I can't count the number of times my wife and business associates have scolded me for making more than 7 figures and have had to scale back to 6 figures to 'fit in' with the normal earners so not to make anyone feel any remorse.... Go figure.... Who needs to make it in the world... who wants to be a Bill Gates, Warren Buffet, Elon Musk, or any hard working self made billionaire? uke


----------



## SloopJonB (Jun 6, 2011)

Gittarman - you have become extremely repetitious with the use of the word envy. In order to keep your posts from being even more boring, here are a few alternatives you might consider using - just for some variety.

*Synonyms for envious:
*
distrustful 
greedy 
suspicious 
watchful 
appetent 
aspiring
begrudging 
coveting 
covetous 
craving 
desiring 
desirous


----------



## capta (Jun 27, 2011)

guitarguy56 said:


> Then why post the photo and comment about this person's yacht? Unless Envy? :wink


Are you seriously suggesting that I am lying and that I am truly envious of this person's terrible taste and money?
Really?
Well Merry Christmas to you, too.


----------



## hpeer (May 14, 2005)

Beauty and ugly are subjective measures.
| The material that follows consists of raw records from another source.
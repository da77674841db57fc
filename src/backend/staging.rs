//! Staging cache
//!
//! Identity map of records a backend has handed out:
//! - At most one staged copy per (collection, id)
//! - Reads through the staging layer return the staged copy, even if the
//!   backing store changed underneath it
//! - Direct writes never touch it; callers invalidate explicitly
//!
//! Capacity is bounded: once full, new entries are skipped, never evicted.

use std::collections::HashMap;

use crate::record::{Record, RecordId};

/// Configuration for the staging cache
#[derive(Debug, Clone, PartialEq, Eq)]
pub struct StagingConfig {
    /// Whether records are staged at all
    pub enabled: bool,
    /// Maximum staged records
    pub max_entries: usize,
}

impl Default for StagingConfig {
    fn default() -> Self {
        Self {
            enabled: true,
            max_entries: 10_000,
        }
    }
}

impl StagingConfig {
    /// Staging disabled: every read observes the backing store
    pub fn disabled() -> Self {
        Self {
            enabled: false,
            max_entries: 0,
        }
    }
}

/// Key of a staged record
#[derive(Debug, Clone, PartialEq, Eq, Hash)]
pub struct StagingKey {
    pub collection: String,
    pub id: RecordId,
}

impl StagingKey {
    pub fn new(collection: impl Into<String>, id: RecordId) -> Self {
        Self {
            collection: collection.into(),
            id,
        }
    }
}

/// Cache statistics (passive only)
#[derive(Debug, Default, Clone, PartialEq, Eq)]
pub struct StagingStats {
    /// Reads served from a staged copy
    pub hits: u64,
    /// Reads that fell through to the store
    pub misses: u64,
    /// Insertions skipped because the cache was full
    pub skipped: u64,
    /// Entries removed by invalidation or clear
    pub invalidations: u64,
}

/// Staged record copies
#[derive(Debug)]
pub struct StagingCache {
    config: StagingConfig,
    entries: HashMap<StagingKey, Record>,
    stats: StagingStats,
}

impl StagingCache {
    pub fn new(config: StagingConfig) -> Self {
        Self {
            entries: HashMap::with_capacity(config.max_entries.min(100)),
            config,
            stats: StagingStats::default(),
        }
    }

    pub fn is_enabled(&self) -> bool {
        self.config.enabled
    }

    /// Looks up a staged copy
    pub fn get(&mut self, key: &StagingKey) -> Option<&Record> {
        if let Some(record) = self.entries.get(key) {
            self.stats.hits += 1;
            Some(record)
        } else {
            self.stats.misses += 1;
            None
        }
    }

    /// Stages a record unless one is already staged for the same key
    pub fn stage(&mut self, key: StagingKey, record: Record) {
        if !self.config.enabled || self.entries.contains_key(&key) {
            return;
        }
        if self.entries.len() >= self.config.max_entries {
            self.stats.skipped += 1;
            return;
        }
        self.entries.insert(key, record);
    }

    /// Replaces a staged copy after a write-through update
    pub fn replace(&mut self, key: StagingKey, record: Record) {
        if let Some(slot) = self.entries.get_mut(&key) {
            *slot = record;
        } else {
            self.stage(key, record);
        }
    }

    /// Removes one entry; returns true if it was staged
    pub fn remove(&mut self, key: &StagingKey) -> bool {
        let removed = self.entries.remove(key).is_some();
        if removed {
            self.stats.invalidations += 1;
        }
        removed
    }

    /// Removes the entries of `ids` in `collection`
    pub fn invalidate(&mut self, collection: &str, ids: &[RecordId]) -> usize {
        ids.iter()
            .filter(|id| self.remove(&StagingKey::new(collection, **id)))
            .count()
    }

    /// Clears every entry
    pub fn clear(&mut self) {
        self.stats.invalidations += self.entries.len() as u64;
        self.entries.clear();
    }

    pub fn contains(&self, key: &StagingKey) -> bool {
        self.entries.contains_key(key)
    }

    pub fn len(&self) -> usize {
        self.entries.len()
    }

    pub fn is_empty(&self) -> bool {
        self.entries.is_empty()
    }

    pub fn stats(&self) -> &StagingStats {
        &self.stats
    }
}
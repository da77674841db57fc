//! Projection mapper
//!
//! Resolves nested views with one batched `get_many` per nested shape, so a
//! page of N records costs 1 + (number of nested shapes) backend calls.

use std::collections::HashMap;

use crate::backend::{BackendResult, DataSource};
use crate::record::{Record, RecordId};

use super::shape::{BoundNested, BoundProjection};
use super::view::ProjectionView;

/// Maps records to projection views
pub struct ProjectionMapper<'a, B: DataSource + ?Sized> {
    backend: &'a B,
}

impl<'a, B: DataSource + ?Sized> ProjectionMapper<'a, B> {
    pub fn new(backend: &'a B) -> Self {
        Self { backend }
    }

    /// Maps `records` in order
    pub fn map(
        &self,
        records: &[Record],
        projection: &BoundProjection,
    ) -> BackendResult<Vec<ProjectionView>> {
        let mut related = Vec::with_capacity(projection.nested.len());
        for nested in &projection.nested {
            related.push(self.fetch_related(records, nested)?);
        }

        Ok(records
            .iter()
            .map(|record| {
                let mut view = ProjectionView::from_record(record, &projection.fields);
                for (nested, targets) in projection.nested.iter().zip(&related) {
                    let target = record
                        .get(&nested.via)
                        .and_then(RecordId::from_value)
                        .and_then(|id| targets.get(&id))
                        .map(|target| ProjectionView::from_record(target, &nested.fields));
                    view.attach(&nested.name, target);
                }
                view
            })
            .collect())
    }

    /// Batch-fetches every record referenced through `nested.via`
    fn fetch_related(
        &self,
        records: &[Record],
        nested: &BoundNested,
    ) -> BackendResult<HashMap<RecordId, Record>> {
        let mut ids: Vec<RecordId> = records
            .iter()
            .filter_map(|r| r.get(&nested.via).and_then(RecordId::from_value))
            .collect();
        ids.sort();
        ids.dedup();

        if ids.is_empty() {
            return Ok(HashMap::new());
        }

        let fetched = self
            .backend
            .get_many(&nested.collection, &ids, &nested.selection())?;
        Ok(fetched.into_iter().map(|r| (r.id(), r)).collect())
    }
}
It has nothing to do with envy. 

I've been working part time for 10 years because I valued my time more than the money. I sure don't envy those "hard working" chaps their lifestyle.

I don't want any boat I can't single hand with all electrics dead. I don't envy being reliant upon electrics nor do I want to have crew beyond my Wife.

That boat, for me fails on all accounts. It's nothing I would want, other than to sell it and do something else with the proceeds.

It's clearly a case of conspicuous consumption, something that goes against my grain, rubs me wrong.

Envinous? Of what? 

That "boat" is just plain pimpled, dimpled butt ugly.


----------



## chrisncate (Jan 29, 2010)

If I had the money, I'd own that boat. I like the lines and I think it looks great. That thing looks cool.


----------



## XSrcing (Aug 22, 2015)

Imagine if every one had paint ball guns.


----------



## SloopJonB (Jun 6, 2011)

chrisncate said:


> If I had the money, I'd own that boat. I like the lines and I think it looks great. That thing looks cool.


But you drive an Avalon. :wink


----------



## scratchee (Mar 2, 2012)

I think the way to understand most of these vessels is as transportable luxury hotels. A person who enjoys a tiller in one hand and a sheet in the other may scoff at the detachment from the boating experience and from the water itself. But that same person can probably appreciate relaxing in a deck chair with a cool breeze and a cold drink brought by an attendant, and a nice living room with a good theater system to retire to when the drink(s) are finished, followed by dining, a hot shower, and whatever else when the sun goes down. Being able to experience that at a locale of the owner's choosing is where the value of these boats lies.


----------



## Presuming Ed (Sep 2, 2011)

Not only that, but a hotel where the staff know how you like your drink mixed and dietary likes and dislikes, where there's an office etc etc. 

But as a boat in the OP? Not elegant at all.


----------



## capecodda (Oct 6, 2009)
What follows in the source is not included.